Antes que eu dissesse qualquer coisa, o cidadão levantou da cadeira e começou a cantar bem alto:
- "Eu nasci / há dez mil anos atrás / e não tem nada neste mundo que eu não saiba demais!".
Detalhe: cantando e dançando em plena redação. Fiquei sem reação. Do jeito que eu estava, olhando para a tela do meu computador, eu permaneci, totalmente constrangido e incapaz até de piscar, enquanto o elemento continuava com o show. Mas, ao meu lado, os colegas Emanuela Lago e Paulo Ricardo "Gavião" explodiram em gargalhadas histéricas, daquelas típicas de quem controlou o riso por um tempo quase interminável.

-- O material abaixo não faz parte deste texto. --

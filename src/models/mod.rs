//! Layer 1 domain types: time resolution and the working calendar.
//!
//! # Modules
//!
//! - **`resolution`**: [`TimeResolution`] — the datetime ↔ integer boundary.
//! - **`calendar`**: [`WorkingCalendar`] — recurring weekly periods plus
//!   dated exceptions, with forward/backward time-arithmetic and interval
//!   enumeration.

mod calendar;
mod resolution;

pub use calendar::{
    weekday_from_index, weekday_index, ExceptionEntry, WorkingCalendar, WorkingIntervals,
    WorkingPeriod,
};
pub use resolution::TimeResolution;
impl WorkingCalendar {
    /// Creates an empty calendar (no working time anywhere).
    pub fn new(pattern_id: impl Into<String>) -> Self {
        Self {
            pattern_id: pattern_id.into(),
            rules: HashMap::new(),
            exceptions: HashMap::new(),
        }
    }

    /// Sets the recurring periods for a weekday, replacing any previous
    /// rule for that weekday. Periods are sorted by start time.
    pub fn with_rule(mut self, weekday: Weekday, mut periods: Vec<WorkingPeriod>) -> Self {
        periods.sort();
        self.rules.insert(weekday, periods);
        self
    }

    /// Adds an exception for a specific date, replacing any previous
    /// exception for that date.
    pub fn with_exception(mut self, date: NaiveDate, entries: Vec<ExceptionEntry>) -> Self {
        self.exceptions.insert(date, entries);
        self
    }

    /// The calendar's identifier.
    pub fn pattern_id(&self) -> &str {
        &self.pattern_id
    }

    /// The working periods in effect for a specific date.
    ///
    /// 1. If `d` has an exception, exception resolution applies (full-day
    ///    clearing, then `is_working = true` additions).
    /// 2. Otherwise, same-day weekly rules apply, plus the previous day's
    ///    overnight carryover.
    ///
    /// Returns periods sorted ascending by start.
    pub fn periods_for_date(&self, d: NaiveDate) -> Vec<WorkingPeriod> {
        if self.exceptions.contains_key(&d) {
            self.resolve_exceptions(d)
        } else {
            self.resolve_rules(d)
        }
    }

    /// Same-day periods from this weekday's rules, with overnight periods
    /// truncated to their same-day `[start, 00:00)` portion.
    fn same_day_rule_periods(&self, d: NaiveDate) -> Vec<WorkingPeriod> {
        let mut periods = Vec::new();
        if let Some(rules) = self.rules.get(&d.weekday()) {
            for p in rules {
                if p.is_overnight() {
                    periods.push(WorkingPeriod::new(p.start, midnight()));
                } else {
                    periods.push(*p);
                }
            }
        }
        periods
    }

    /// The `[00:00, end)` tail of any overnight period in the *previous*
    /// day's weekly rules. Always keyed by weekday — never by the
    /// previous day's resolved (possibly exception-overridden) periods.
    fn carryover_from_previous_day(&self, d: NaiveDate) -> Vec<WorkingPeriod> {
        let mut periods = Vec::new();
        let prev_date = d - Duration::days(1);
        if let Some(rules) = self.rules.get(&prev_date.weekday()) {
            for p in rules {
                if p.is_overnight() && p.end != midnight() {
                    periods.push(WorkingPeriod::new(midnight(), p.end));
                }
            }
        }
        periods
    }

    fn resolve_rules(&self, d: NaiveDate) -> Vec<WorkingPeriod> {
        let mut periods = self.same_day_rule_periods(d);
        periods.extend(self.carryover_from_previous_day(d));
        periods.sort();
        periods
    }

    /// Exception-defined days replace *same-day* rules only. The
    /// previous day's overnight carryover still applies to a day whose
    /// periods are otherwise fully replaced or cleared by an exception —
    /// see the module docs and the "Overnight and exception interaction"
    /// design note this was ported against.
    fn resolve_exceptions(&self, d: NaiveDate) -> Vec<WorkingPeriod> {
        let entries = &self.exceptions[&d];

        let has_full_removal = entries
            .iter()
            .any(|e| !e.is_working && e.start.is_none() && e.end.is_none());

        let mut periods = if has_full_removal {
            Vec::new()
        } else {
            self.same_day_rule_periods(d)
        };
        periods.extend(self.carryover_from_previous_day(d));

        for e in entries {
            if e.is_working {
                if let (Some(start), Some(end)) = (e.start, e.end) {
                    periods.push(WorkingPeriod::new(start, end));
                }
            }
            // `is_working == false` with a time range: reserved for
            // partial-day removal, which has no defined subtraction
            // semantics across a midnight-sentinel boundary.
            // `validation::validate_exceptions` rejects the shape at
            // the input boundary instead.
        }

        periods.sort_by_key(|p| p.start);
        periods
    }

    /// Converts a date's working periods into concrete datetime
    /// intervals. `end == 00:00` becomes midnight at the start of the
    /// next date.
    fn datetime_intervals_for_date(&self, d: NaiveDate) -> Vec<(NaiveDateTime, NaiveDateTime)> {
        self.periods_for_date(d)
            .into_iter()
            .map(|p| {
                let start = d.and_time(p.start);
                let end = if p.end == midnight() {
                    (d + Duration::days(1)).and_time(midnight())
                } else {
                    d.and_time(p.end)
                };
                (start, end)
            })
            .collect()
    }

    /// Forward walk: `start` plus `minutes` of working time.
    ///
    /// Has no horizon limit — it keeps walking day by day until the
    /// requested amount of working time has been consumed.
    pub fn add_minutes(&self, start: NaiveDateTime, minutes: i64) -> NaiveDateTime {
        if minutes == 0 {
            return start;
        }

        let mut remaining = minutes;
        let mut current_date = start.date();
        let mut current_time = start;

        loop {
            for (iv_start, iv_end) in self.datetime_intervals_for_date(current_date) {
                if iv_end <= current_time {
                    continue;
                }

                let effective_start = iv_start.max(current_time);
                let available = (iv_end - effective_start).num_minutes();
                if available <= 0 {
                    continue;
                }

                if remaining <= available {
                    return effective_start + Duration::minutes(remaining);
                }
                remaining -= available;
                current_time = iv_end;
            }

            current_date = current_date
                .succ_opt()
                .expect("calendar date overflowed chrono's representable range");
            current_time = current_date.and_time(midnight());
        }
    }

    /// Backward walk: `end` minus `minutes` of working time.
    pub fn subtract_minutes(&self, end: NaiveDateTime, minutes: i64) -> NaiveDateTime {
        if minutes == 0 {
            return end;
        }

        let mut remaining = minutes;
        let mut current_date = end.date();
        let mut current_time = end;

        loop {
            for (iv_start, iv_end) in self.datetime_intervals_for_date(current_date).into_iter().rev() {
                if iv_start >= current_time {
                    continue;
                }

                let effective_end = iv_end.min(current_time);
                let available = (effective_end - iv_start).num_minutes();
                if available <= 0 {
                    continue;
                }

                if remaining <= available {
                    return effective_end - Duration::minutes(remaining);
                }
                remaining -= available;
                current_time = iv_start;
            }

            current_date = current_date
                .pred_opt()
                .expect("calendar date underflowed chrono's representable range");
            current_time = (current_date + Duration::days(1)).and_time(midnight());
        }
    }

    /// Total working minutes in `[a, b)`. Returns 0 if `a >= b`.
    pub fn working_minutes_between(&self, a: NaiveDateTime, b: NaiveDateTime) -> i64 {
        if a >= b {
            return 0;
        }

        let mut total = 0i64;
        let mut current_date = a.date();
        let end_date = b.date();

        while current_date <= end_date {
            for (iv_start, iv_end) in self.datetime_intervals_for_date(current_date) {
                let effective_start = iv_start.max(a);
                let effective_end = iv_end.min(b);
                if effective_start < effective_end {
                    total += (effective_end - effective_start).num_minutes();
                }
            }
            current_date = current_date.succ_opt().expect("calendar date overflowed");
        }

        total
    }

    /// Lazily enumerates the clamped, non-empty intersections of each
    /// date's working intervals with `[a, b)`, strictly increasing by
    /// start.
    pub fn working_intervals_in_range(
        &self,
        a: NaiveDateTime,
        b: NaiveDateTime,
    ) -> WorkingIntervals<'_> {
        WorkingIntervals {
            calendar: self,
            range_start: a,
            range_end: b,
            cursor_date: Some(a.date()),
            pending: VecDeque::new(),
        }
    }
}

Para acabar com a doidice ali, interrompi os devaneios do rapaz, pedindo-lhe que acompanhasse o fotógrafo Reinaldo Okita para que fosse uma foto na área externa do jornal. Assim eu me livrei do malucão, escrevi uma materinha meia boca de tanta raiva e ainda tive que aturar a gozação dos colegas. Ossos do ofício.
O segundo caso de doidice aconteceu naquele mesmo ano. O então editor executivo do Estadão, Sebastião Reis, recebera a visita de uma senhora, em torno dos 50 anos, em sua sala. Dali a pouco, ele me chama.

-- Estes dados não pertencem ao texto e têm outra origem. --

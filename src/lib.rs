//! Finite-capacity scheduling primitives for the U-Engine ecosystem.
//!
//! Two layers, bottom-up: a lazy, horizon-free working calendar
//! (recurring weekly periods plus dated exceptions), and an
//! auto-extending occupancy bitmap derived from it (earliest-fit
//! search, commit, release, dynamic mid-run exceptions, speculative
//! snapshot/restore). This crate answers where a piece of work fits,
//! how long it takes in wall time, and what capacity remains after
//! it's committed — it is a primitives layer, not a scheduler: policy
//! (priority, sequencing, objective optimisation) belongs in callers
//! such as `u-schedule`, one layer above.
//!
//! # Modules
//!
//! - **`models`**: `TimeResolution`, `WorkingCalendar` — Layer 1.
//! - **`bitmap`**: `OccupancyBitmap`, `AllocationRecord`, `Snapshot` —
//!   Layer 2.
//! - **`validation`**: calendar input integrity checks (weekday range,
//!   time parseability, same-day overlap, exception shape).
//! - **`error`**: the crate-wide `Error` enum and `Result` alias.
//!
//! # Example
//!
//! ```
//! use std::rc::Rc;
//! use chrono::{NaiveDate, NaiveTime, Weekday};
//! use u_capacity::models::{TimeResolution, WorkingCalendar, WorkingPeriod};
//! use u_capacity::bitmap::OccupancyBitmap;
//!
//! let period = WorkingPeriod::new(
//!     NaiveTime::from_hms_opt(8, 0, 0).unwrap(),
//!     NaiveTime::from_hms_opt(17, 0, 0).unwrap(),
//! );
//! let calendar = Rc::new(
//!     WorkingCalendar::new("standard")
//!         .with_rule(Weekday::Mon, vec![period])
//!         .with_rule(Weekday::Tue, vec![period])
//!         .with_rule(Weekday::Wed, vec![period])
//!         .with_rule(Weekday::Thu, vec![period])
//!         .with_rule(Weekday::Fri, vec![period]),
//! );
//!
//! let epoch = NaiveDate::from_ymd_opt(2025, 1, 6).unwrap().and_hms_opt(0, 0, 0).unwrap();
//! let horizon_end = epoch + chrono::Duration::days(14);
//!
//! let mut bitmap = OccupancyBitmap::from_calendar(
//!     calendar,
//!     epoch,
//!     horizon_end,
//!     epoch,
//!     TimeResolution::minute(),
//! ).unwrap();
//!
//! // Earliest 300-minute non-splittable slot no earlier than 08:00 Monday.
//! let record = bitmap.allocate("O1", 480, 300, false, 1, None).unwrap();
//! assert_eq!(record.spans, vec![(480, 780)]);
//!
//! bitmap.deallocate(&record);
//! assert!(bitmap.allocations().is_empty());
//! ```
//!
//! # References
//!
//! - Pinedo (2016), "Scheduling: Theory, Algorithms, and Systems"
//! - Brucker (2007), "Scheduling Algorithms"

pub mod bitmap;
pub mod error;
pub mod models;
pub mod validation;

pub use error::{Error, Result};
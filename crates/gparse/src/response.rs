/// A reply sent back to the host for a single command.
///
/// Mirrors the original firmware's thin wrapper around `"ok"` /
/// `"ok <suffix>"` strings: standardizing the prefix in one place
/// rather than formatting ad hoc at every call site.
#[derive(Debug, Clone, PartialEq)]
pub enum Response {
    /// Plain `"ok"`.
    Ok,
    /// `"ok <suffix>"`, e.g. `"ok T:22.3 B:-300.0"`.
    OkWith(String),
    /// No reply should be sent at all (used for discarded empty lines).
    Null,
}

impl Response {
    pub fn is_null(&self) -> bool {
        matches!(self, Response::Null)
    }

    /// Renders the wire form of this response, including the
    /// trailing newline, or `None` if nothing should be sent.
    pub fn to_wire(&self) -> Option<String> {
        match self {
            Response::Ok => Some("ok\n".to_string()),
            Response::OkWith(suffix) => Some(format!("ok {suffix}\n")),
            Response::Null => None,
        }
    }
}

#[cfg(test)]
mod tests {
    use super::*;

    #[test]
    fn ok_renders_plain() {
        assert_eq!(Response::Ok.to_wire().as_deref(), Some("ok\n"));
    }

    #[test]
    fn ok_with_renders_suffix() {
        assert_eq!(
            Response::OkWith("T:22.3 B:-300.0".to_string()).to_wire().as_deref(),
            Some("ok T:22.3 B:-300.0\n")
        );
    }

    #[test]
    fn null_renders_nothing() {
        assert_eq!(Response::Null.to_wire(), None);
    }
}
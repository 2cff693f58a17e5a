//! Thermistor models for converting ADC values to temperature.

use num_traits::Float;

/// A trait for thermistor models.
pub trait Thermistor<Adc, Temp> {
    /// Converts an ADC reading to a temperature value.
    fn adc_to_temperature(&self, adc_value: Adc) -> Temp;
}

/// A thermistor model using the Steinhart-Hart equation.
///
/// This is a common model for NTC thermistors. The coefficients (a, b, c) are
/// typically provided by the thermistor manufacturer or can be calculated from

/// resistance-temperature data points.
/// T = 1 / (a + b * ln(R) + c * (ln(R))^3)
#[derive(Debug, Clone, Copy)]
#[cfg_attr(feature = "serde", derive(serde::Serialize, serde::Deserialize))]
pub struct SteinhartHart<F: Float> {
    /// The resistance of the pull-up or pull-down resistor in the voltage divider.
    pub series_resistance: F,
    /// The maximum ADC value (e.g., 4095 for a 12-bit ADC).
    pub adc_max: F,
    /// Steinhart-Hart coefficient A.
    pub a: F,
    /// Steinhart-Hart coefficient B.
    pub b: F,
    /// Steinhart-Hart coefficient C.
    pub c: F,
}

impl<F: Float> SteinhartHart<F> {
    /// Creates a new `SteinhartHart` model.
    pub fn new(series_resistance: F, adc_max: F, a: F, b: F, c: F) -> Self {
        Self {
            series_resistance,
            adc_max,
            a,
            b,
            c,
        }
    }

    /// Calculates the thermistor's resistance from an ADC reading.
    pub fn adc_to_resistance(&self, adc_value: F) -> F {
        // Ensure adc_value is not equal to adc_max to avoid division by zero.
        if adc_value >= self.adc_max {
            return F::zero(); // Effectively infinite temperature, resistance is zero
        }
        // R = R_series * (ADC_max / ADC - 1)
        self.series_resistance * (self.adc_max / adc_value - F::one())
    }
}

impl<F: Float> Thermistor<F, F> for SteinhartHart<F> {
    /// Converts an ADC reading to temperature in Kelvin.
    fn adc_to_temperature(&self, adc_value: F) -> F {
        if adc_value <= F::zero() {
            return F::zero(); // Effectively infinite resistance, zero Kelvin
        }
        let resistance = self.adc_to_resistance(adc_value);
        if resistance <= F::zero() {
            // Very high temperature
            return F::infinity();
        }

        let ln_r = resistance.ln();
        let temp_inv = self.a + self.b * ln_r + self.c * ln_r.powi(3);

        if temp_inv <= F::zero() {
            F::infinity()
        } else {
            F::one() / temp_inv
        }
    }
}

/// A thermistor model using the simplified Beta (B-parameter) equation.
///
/// Cheaper to calibrate than Steinhart-Hart (needs only one reference
/// point plus the manufacturer's B value) at the cost of accuracy away
/// from `t0`: `1/T = 1/T0 + ln(R/R0)/B`.
#[derive(Debug, Clone, Copy)]
#[cfg_attr(feature = "serde", derive(serde::Serialize, serde::Deserialize))]
pub struct Beta<F: Float> {
    /// The resistance of the pull-up or pull-down resistor in the voltage divider.
    pub series_resistance: F,
    /// The maximum ADC value (e.g., 4095 for a 12-bit ADC).
    pub adc_max: F,
    /// Reference resistance `R0`, in ohms, at reference temperature `t0`.
    pub r0: F,
    /// Reference temperature `T0`, in Kelvin.
    pub t0: F,
    /// The Beta coefficient, in Kelvin.
    pub beta: F,
}

impl<F: Float> Beta<F> {
    pub fn new(series_resistance: F, adc_max: F, r0: F, t0: F, beta: F) -> Self {
        Self { series_resistance, adc_max, r0, t0, beta }
    }

    pub fn adc_to_resistance(&self, adc_value: F) -> F {
        if adc_value >= self.adc_max {
            return F::zero();
        }
        self.series_resistance * (self.adc_max / adc_value - F::one())
    }
}

impl<F: Float> Thermistor<F, F> for Beta<F> {
    fn adc_to_temperature(&self, adc_value: F) -> F {
        if adc_value <= F::zero() {
            return F::zero();
        }
        let resistance = self.adc_to_resistance(adc_value);
        if resistance <= F::zero() {
            return F::infinity();
        }
        let temp_inv = F::one() / self.t0 + (resistance / self.r0).ln() / self.beta;
        if temp_inv <= F::zero() {
            F::infinity()
        } else {
            F::one() / temp_inv
        }
    }
}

- César, tem algum repórter aí?
Não havia. E lá fui eu com bloco e caneta nas mãos.
A dita senhora, de atitudes bem distintas, queria fazer uma denúncia contra o governo federal. Até aí, tudo bem, mas dali a pouco ela começou a falar coisas absolutamente estranhas: que o Lula e sua esposa estavam vindo ao Amazonas para afrontá-la, que ele a perseguia, que não-sei-quem vinha atormentá-la subindo pelo seu fluxo menstrual. Eu havia anotado só o nome dela, mas depois de ouvir tantos absurdos, fiquei com a caneta parada sobre o papel.

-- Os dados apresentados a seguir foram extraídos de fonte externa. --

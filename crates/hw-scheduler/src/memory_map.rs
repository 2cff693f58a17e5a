//! Abstracts the one genuinely unsafe thing this crate does: mapping a
//! block of physical memory (DMA-coherent RAM, or the BCM2835
//! peripheral register block) into the process's address space.
//! Everything above this trait is ordinary safe Rust; `unsafe` stays
//! confined to [`DevMemMap`]'s constructor and `Drop`.

use crate::error::SchedulerError;

/// A mapped block of 32-bit registers or memory, addressable both by
/// virtual offset (for `read_u32`/`write_u32`) and by physical address
/// (for telling the DMA engine where to find it).
pub trait MemoryMap {
    fn read_u32(&self, offset: usize) -> u32;
    fn write_u32(&mut self, offset: usize, value: u32);
    /// The physical bus address of `offset` within this mapping, for
    /// handing to a DMA control block's source/dest fields.
    fn physical_address(&self, offset: usize) -> usize;
    fn len_words(&self) -> usize;
}

/// An in-memory backend used by every test in this crate (and by
/// `printipi` when no physical pin assignments exist to give real
/// register addresses meaning). No test in this workspace requires
/// root or a Raspberry Pi.
#[derive(Debug, Clone)]
pub struct VecMemMap {
    words: Vec<u32>,
    base_physical_address: usize,
}

impl VecMemMap {
    pub fn new(len_words: usize, base_physical_address: usize) -> Self {
        VecMemMap { words: vec![0; len_words], base_physical_address }
    }
}

impl MemoryMap for VecMemMap {
    fn read_u32(&self, offset: usize) -> u32 {
        self.words[offset]
    }

    fn write_u32(&mut self, offset: usize, value: u32) {
        self.words[offset] = value;
    }

    fn physical_address(&self, offset: usize) -> usize {
        self.base_physical_address + offset * std::mem::size_of::<u32>()
    }

    fn len_words(&self) -> usize {
        self.words.len()
    }
}

/// A real `/dev/mem` mapping of physical memory, L2-coherent (so the
/// DMA engine, which bypasses the L1 cache, sees writes promptly) by
/// mapping with `MAP_SHARED` and relying on the kernel's uncached
/// `/dev/mem` view of peripheral and DMA-coherent regions.
#[cfg(target_os = "linux")]
pub struct DevMemMap {
    virtual_base: *mut u32,
    physical_base: usize,
    len_words: usize,
}

#[cfg(target_os = "linux")]
impl DevMemMap {
    /// Maps `len_words` 32-bit words starting at `physical_base`.
    /// Requires read/write access to `/dev/mem` (root, in practice).
    pub fn new(physical_base: usize, len_words: usize) -> Result<Self, SchedulerError> {
        use std::fs::OpenOptions;
        use std::os::unix::io::AsRawFd;

        let len_bytes = len_words * std::mem::size_of::<u32>();
        let file = OpenOptions::new().read(true).write(true).open("/dev/mem")?;

        // SAFETY: `/dev/mem` with MAP_SHARED at a peripheral's known
        // physical base is the standard (if inherently unsafe) way to
        // get userspace access to memory-mapped I/O on Linux without a
        // kernel driver. The fd outlives the call (mmap dup's the
        // mapping, not the fd), and we immediately check for MAP_FAILED.
        let addr = unsafe {
            libc::mmap(
                std::ptr::null_mut(),
                len_bytes,
                libc::PROT_READ | libc::PROT_WRITE,
                libc::MAP_SHARED,
                file.as_raw_fd(),
                physical_base as libc::off_t,
            )
        };
        if addr == libc::MAP_FAILED {
            return Err(SchedulerError::PeripheralMap(std::io::Error::last_os_error()));
        }

        Ok(DevMemMap { virtual_base: addr as *mut u32, physical_base, len_words })
    }
}

#[cfg(target_os = "linux")]
impl MemoryMap for DevMemMap {
    fn read_u32(&self, offset: usize) -> u32 {
        assert!(offset < self.len_words);
        // SAFETY: `offset` is bounds-checked above and the mapping is
        // valid for `len_words` words for the lifetime of `self`.
        unsafe { std::ptr::read_volatile(self.virtual_base.add(offset)) }
    }

    fn write_u32(&mut self, offset: usize, value: u32) {
        assert!(offset < self.len_words);
        // SAFETY: see `read_u32`.
        unsafe { std::ptr::write_volatile(self.virtual_base.add(offset), value) }
    }

    fn physical_address(&self, offset: usize) -> usize {
        self.physical_base + offset * std::mem::size_of::<u32>()
    }

    fn len_words(&self) -> usize {
        self.len_words
    }
}

#[cfg(target_os = "linux")]
impl Drop for DevMemMap {
    fn drop(&mut self) {
        let len_bytes = self.len_words * std::mem::size_of::<u32>();
        // SAFETY: `virtual_base` was returned by a successful `mmap`
        // of exactly `len_bytes`, and this is the only unmap of it.
        unsafe {
            libc::munmap(self.virtual_base as *mut libc::c_void, len_bytes);
        }
    }
}

// `DevMemMap` owns a raw pointer into memory the kernel guarantees is
// exclusively this mapping's; there's no aliasing with other Rust data
// for `Send`/`Sync` to protect against.
#[cfg(target_os = "linux")]
unsafe impl Send for DevMemMap {}

#[cfg(test)]
mod tests {
    use super::*;

    #[test]
    fn vec_mem_map_round_trips_writes() {
        let mut map = VecMemMap::new(16, 0x3f00_0000);
        map.write_u32(4, 0xdead_beef);
        assert_eq!(map.read_u32(4), 0xdead_beef);
        assert_eq!(map.physical_address(4), 0x3f00_0000 + 16);
    }
}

Olhei discretamente para o Reis, que também me olhou. Nenhum dos dois conseguiu dizer mais nada, até a mulher continuar com seus devaneios até o fim. Depois, Reis a dispensou, prometendo que iria analisar as informações. Nem precisou me dizer mais nada. Apenas trocamos aquele olhar de "é isso aí. Fazer o quê? Doida de pedra".
E assim uma segunda pessoa doida marcou minha passagem pelo jornal O Estado do Amazonas. Mas em breve, de volta ao Amazonas em Tempo, teríamos a Tábata. Essa, a Michele Gouvêa vai gostar de relembrar! Fica para outro dia!